Lazy-loading is the most ironic term in programming. That’s because, instead of eating its third bowl of cereal on the couch, what lazy-loading actually does is make your User Interface more efficient.
And efficient UI is important to us at Sentry. We don’t want our customers tapping their feet and pointing to their imaginary watch while waiting for their page to load. Unfortunately, rendering the sheer amount of real-time data that Sentry provides — error frequency, release data, latency, throughput — can be a problem.
Now, as developers, we know that most problems have already been solved somewhere (by somewhere we mean Stack Overflow). Problem was, no one else had our problem; that is, no other error monitoring platform is capable of processing (and rendering) the amount of data that we do.
For example, on our releases page we fetch everything from sessions, users, version adoption, crash count and histograms. But if we fetched everything at once, there’d be the data equivalent of a traffic jam — and it would take some time before users would be able to see their data.
Which is why we split it into two parallel requests. By showing the results immediately after the first request finishes — instead of showing a spinner — users now don’t have to wait for all data to render just to see some of their data.
Even though these data sets are fetched in parallel, we noticed in Performance, how the gap between those two phases initializing can be substantial. What’s more, we found this time gap to be even more pronounced for release-heavy organizations who push code multiple times per hour.

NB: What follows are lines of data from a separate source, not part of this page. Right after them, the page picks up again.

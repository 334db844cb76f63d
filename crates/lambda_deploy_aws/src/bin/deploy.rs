use std::process::ExitCode;

use clap::Parser;
use lambda_deploy_aws::cli::{run, Cli};
use lambda_deploy_aws::logging::log_error;
use serde_json::json;

#[tokio::main]
async fn main() -> ExitCode {
    let cli = Cli::parse();
    match run(cli).await {
        Ok(report) => match serde_json::to_string_pretty(&report) {
            Ok(text) => {
                println!("{text}");
                ExitCode::SUCCESS
            }
            Err(error) => {
                log_error("deploy", "report_failed", json!({ "error": error.to_string() }));
                ExitCode::FAILURE
            }
        },
        Err(error) => {
            log_error(
                "deploy",
                "command_failed",
                json!({ "kind": error.kind(), "error": error.to_string() }),
            );
            ExitCode::from(error.exit_code())
        }
    }
}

From a UI perspective, the default choice would be to toss out one of those loading spinners while the lagging data set was still rendering. But we felt that wouldn’t be fair to the data — or our customers. So we decided to introduce two-phased loading, in which we fetch releases and health data separately — while still in parallel. The result? A 22% faster UI, with almost half a second saved in load time.
There’s no use in producing error data if we can’t present that data to our customers. It’s why, in using Performance to improve Release Health, we’re finding new ways to scale to the demands of large-scale enterprises. Even so, we can’t miss the forest for the trees. Because if an error occurs in a forest of data with no one to see it, the sound it makes is your users leaving.